__About this task__: Every line containing "TransitionReport" should be copied out. Go through the entries and find them.

__Exercise input__:
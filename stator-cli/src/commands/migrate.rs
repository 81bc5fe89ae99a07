//! Migrate command

use anyhow::Result;
use stator_storage::PostgresStorage;

pub async fn execute(database_url: &str) -> Result<()> {
    let storage = PostgresStorage::new(database_url).await?;
    storage.migrate().await?;
    tracing::info!("Migrations applied successfully");
    Ok(())
}
//! Prometheus metrics for the scheduler and executor

use lazy_static::lazy_static;
use prometheus::{
    register_histogram_vec, register_int_counter, register_int_counter_vec, HistogramVec,
    IntCounter, IntCounterVec,
};

lazy_static! {
    /// Successful state changes (handler, timeout or manual)
    ///
    /// Labels:
    /// - entity_type, from_state, to_state
    pub static ref TRANSITIONS_TOTAL: IntCounterVec = register_int_counter_vec!(
        "stator_transitions_total",
        "Total number of successful state transitions",
        &["entity_type", "from_state", "to_state"]
    )
    .expect("stator_transitions_total metric registration");

    /// Failed transition attempts
    ///
    /// Labels:
    /// - kind: "retry", "error", "timeout", "permanent", "invariant"
    pub static ref TRANSITION_FAILURES_TOTAL: IntCounterVec = register_int_counter_vec!(
        "stator_transition_failures_total",
        "Total number of failed transition attempts",
        &["entity_type", "state", "kind"]
    )
    .expect("stator_transition_failures_total metric registration");

    /// Entities that reached their attempt ceiling
    pub static ref ENTITIES_FROZEN_TOTAL: IntCounterVec = register_int_counter_vec!(
        "stator_entities_frozen_total",
        "Total number of entities frozen after exhausting retries",
        &["entity_type", "state"]
    )
    .expect("stator_entities_frozen_total metric registration");

    /// Handler wall time, including handlers that time out
    pub static ref HANDLER_DURATION: HistogramVec = register_histogram_vec!(
        "stator_handler_duration_seconds",
        "Duration of transition handler invocations",
        &["entity_type", "state"],
        vec![0.005, 0.01, 0.05, 0.1, 0.25, 0.5, 1.0, 2.5, 5.0, 10.0, 30.0, 60.0]
    )
    .expect("stator_handler_duration_seconds metric registration");

    /// Executions dispatched by scheduling cycles
    pub static ref CYCLE_DISPATCHED_TOTAL: IntCounter = register_int_counter!(
        "stator_cycle_dispatched_total",
        "Total number of executions dispatched by the scheduler"
    )
    .expect("stator_cycle_dispatched_total metric registration");

    /// Claims lost to another live lease
    pub static ref CLAIM_CONFLICTS_TOTAL: IntCounterVec = register_int_counter_vec!(
        "stator_claim_conflicts_total",
        "Total number of claim attempts on existing entities that found a live lease",
        &["entity_type"]
    )
    .expect("stator_claim_conflicts_total metric registration");
}
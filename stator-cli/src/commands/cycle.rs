//! Cycle command: one scheduling pass

use super::{cli_config, connect};
use anyhow::Result;

pub async fn execute(database_url: &str, wait: bool) -> Result<()> {
    let service = connect(database_url, cli_config()).await?;

    let report = service.run_cycle().await?;
    println!(
        "Candidates: {}  Dispatched: {}  Busy: {}",
        report.candidates, report.dispatched, report.busy
    );

    // Dispatched handlers are detached; exiting now would abandon them
    let reports = service.wait_idle().await;
    if wait {
        for report in reports {
            println!(
                "{}  {} -> {}",
                report.entity,
                report.from_state,
                serde_json::to_string(&report.outcome)?
            );
        }
    }
    Ok(())
}
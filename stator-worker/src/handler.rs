//! HTTP handlers for the worker API
//!
//! Implements:
//! - POST/GET /.stator/ - Run one scheduling cycle
//! - POST /admin/entities/{type}/{id}/transition - Force a transition
//! - GET /admin/entities/{type}/{id} - Inspect an entity
//! - POST /admin/actions/{action} - Run an admin alias over many entities
//! - GET /admin/stuck - Retrying and frozen entities
//! - GET /admin/counts - Entity counts per type and state
//! - GET /health, GET /metrics

use crate::metrics::{record_http_request, render};
use crate::types::{
    ActionRequest, ActionResult, ErrorResponse, HealthResponse, TransitionRequest,
};
use axum::{
    extract::{MatchedPath, Path, Query, Request, State},
    http::StatusCode,
    middleware::{self, Next},
    response::{IntoResponse, Response},
    routing::{get, post},
    Json, Router,
};
use serde::Deserialize;
use stator_core::{EntityRecord, EntityRef, EntityType};
use stator_federation::AdminAction;
use stator_runtime::{CycleReport, Error, Outcome, StatorService, StuckEntity, TransitionReport};
use stator_storage::StateCount;
use std::sync::Arc;
use std::time::Instant;
use tracing::{error, info, warn};
use uuid::Uuid;

/// Default page size of `/admin/stuck`
const DEFAULT_STUCK_LIMIT: usize = 100;

/// Application state shared across handlers
#[derive(Clone)]
pub struct AppState {
    pub service: Arc<StatorService>,
}

/// Router with every worker route (layers are added by the binary)
pub fn router(state: AppState) -> Router {
    Router::new()
        .route("/.stator/", get(trigger_handler).post(trigger_handler))
        .route("/admin/entities/:entity_type/:id", get(entity_handler))
        .route(
            "/admin/entities/:entity_type/:id/transition",
            post(transition_handler),
        )
        .route("/admin/actions/:action", post(action_handler))
        .route("/admin/stuck", get(stuck_handler))
        .route("/admin/counts", get(counts_handler))
        .route("/health", get(health_handler))
        .route("/metrics", get(metrics_handler))
        .route_layer(middleware::from_fn(track_metrics))
        .with_state(state)
}

async fn track_metrics(request: Request, next: Next) -> Response {
    let endpoint = request
        .extensions()
        .get::<MatchedPath>()
        .map(|path| path.as_str().to_owned())
        .unwrap_or_else(|| "unmatched".to_string());
    let start = Instant::now();
    let response = next.run(request).await;
    record_http_request(
        &endpoint,
        response.status().as_u16(),
        start.elapsed().as_secs_f64(),
    );
    response
}

/// Run one scheduling cycle
///
/// Responds once due entities are claimed and dispatched; their handlers
/// keep running after the response is sent.
pub async fn trigger_handler(State(state): State<AppState>) -> Result<Json<CycleReport>, ApiError> {
    let report = state.service.run_cycle().await?;
    info!(
        candidates = report.candidates,
        dispatched = report.dispatched,
        busy = report.busy,
        "Triggered scheduling cycle"
    );
    Ok(Json(report))
}

pub async fn entity_handler(
    State(state): State<AppState>,
    Path((entity_type, id)): Path<(String, Uuid)>,
) -> Result<Json<EntityRecord>, ApiError> {
    let entity = EntityRef::new(entity_type, id);
    Ok(Json(state.service.get(&entity).await?))
}

/// Force an entity into the requested state
pub async fn transition_handler(
    State(state): State<AppState>,
    Path((entity_type, id)): Path<(String, Uuid)>,
    Json(request): Json<TransitionRequest>,
) -> Result<Json<TransitionReport>, ApiError> {
    let entity = EntityRef::new(entity_type, id);
    let report = state
        .service
        .transition_perform(&entity, &request.target)
        .await?;

    if report.outcome == Outcome::LeaseLost {
        return Err(ApiError::Runtime(Error::Busy(format!(
            "lease on {} was lost before the write",
            entity
        ))));
    }
    Ok(Json(report))
}

/// Run an admin alias (`force-update`, `reset-state`) over a list of ids
pub async fn action_handler(
    State(state): State<AppState>,
    Path(action): Path<String>,
    Json(request): Json<ActionRequest>,
) -> Result<Json<Vec<ActionResult>>, ApiError> {
    let action = AdminAction::parse(&action).ok_or(ApiError::UnknownAction(action))?;
    let (entity_type, target) = action.target();
    let entities: Vec<EntityRef> = request
        .ids
        .into_iter()
        .map(|id| EntityRef::new(entity_type.clone(), id))
        .collect();

    let results = state.service.force_many(&entities, &target).await;
    let failed = results.iter().filter(|(_, r)| r.is_err()).count();
    info!(
        action = action.name(),
        requested = entities.len(),
        failed,
        "Admin action applied"
    );

    Ok(Json(
        results
            .into_iter()
            .map(|(entity, result)| ActionResult::from_result(entity, result))
            .collect(),
    ))
}

#[derive(Debug, Deserialize)]
pub struct StuckQuery {
    pub limit: Option<usize>,
    pub entity_type: Option<String>,
}

pub async fn stuck_handler(
    State(state): State<AppState>,
    Query(query): Query<StuckQuery>,
) -> Result<Json<Vec<StuckEntity>>, ApiError> {
    let entity_type = query.entity_type.map(EntityType::new);
    let stuck = state
        .service
        .stuck(
            entity_type.as_ref(),
            query.limit.unwrap_or(DEFAULT_STUCK_LIMIT),
        )
        .await?;
    Ok(Json(stuck))
}

pub async fn counts_handler(
    State(state): State<AppState>,
) -> Result<Json<Vec<StateCount>>, ApiError> {
    Ok(Json(state.service.counts().await?))
}

/// Health check endpoint
pub async fn health_handler() -> Json<HealthResponse> {
    Json(HealthResponse::healthy())
}

/// Prometheus text exposition
pub async fn metrics_handler() -> Result<String, ApiError> {
    render().map_err(|e| ApiError::Internal(e.to_string()))
}

/// Errors returned by the HTTP handlers
#[derive(Debug)]
pub enum ApiError {
    Runtime(Error),
    UnknownAction(String),
    Internal(String),
}

impl From<Error> for ApiError {
    fn from(e: Error) -> Self {
        ApiError::Runtime(e)
    }
}

impl IntoResponse for ApiError {
    fn into_response(self) -> Response {
        let (status, message) = match self {
            ApiError::Runtime(e) => {
                let status = match &e {
                    Error::Busy(_) | Error::AlreadyExists(_) => StatusCode::CONFLICT,
                    Error::InvariantViolation(_) => StatusCode::UNPROCESSABLE_ENTITY,
                    Error::NotFound(_) => StatusCode::NOT_FOUND,
                    Error::Storage(_) => StatusCode::SERVICE_UNAVAILABLE,
                    Error::Configuration(_) | Error::Internal(_) => {
                        StatusCode::INTERNAL_SERVER_ERROR
                    }
                };
                if status.is_server_error() {
                    error!(error = %e, "Request failed");
                } else {
                    warn!(error = %e, "Request rejected");
                }
                (status, e.to_string())
            }
            ApiError::UnknownAction(action) => (
                StatusCode::NOT_FOUND,
                format!("unknown admin action '{}'", action),
            ),
            ApiError::Internal(msg) => {
                error!(error = %msg, "Request failed");
                (StatusCode::INTERNAL_SERVER_ERROR, msg)
            }
        };

        (status, Json(ErrorResponse { error: message })).into_response()
    }
}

__Expected output__:
use stator_runtime::{CycleReport, Error, Outcome, StatorService, StuckEntity, TransitionReport};
) -> Result<Json<TransitionReport>, ApiError> {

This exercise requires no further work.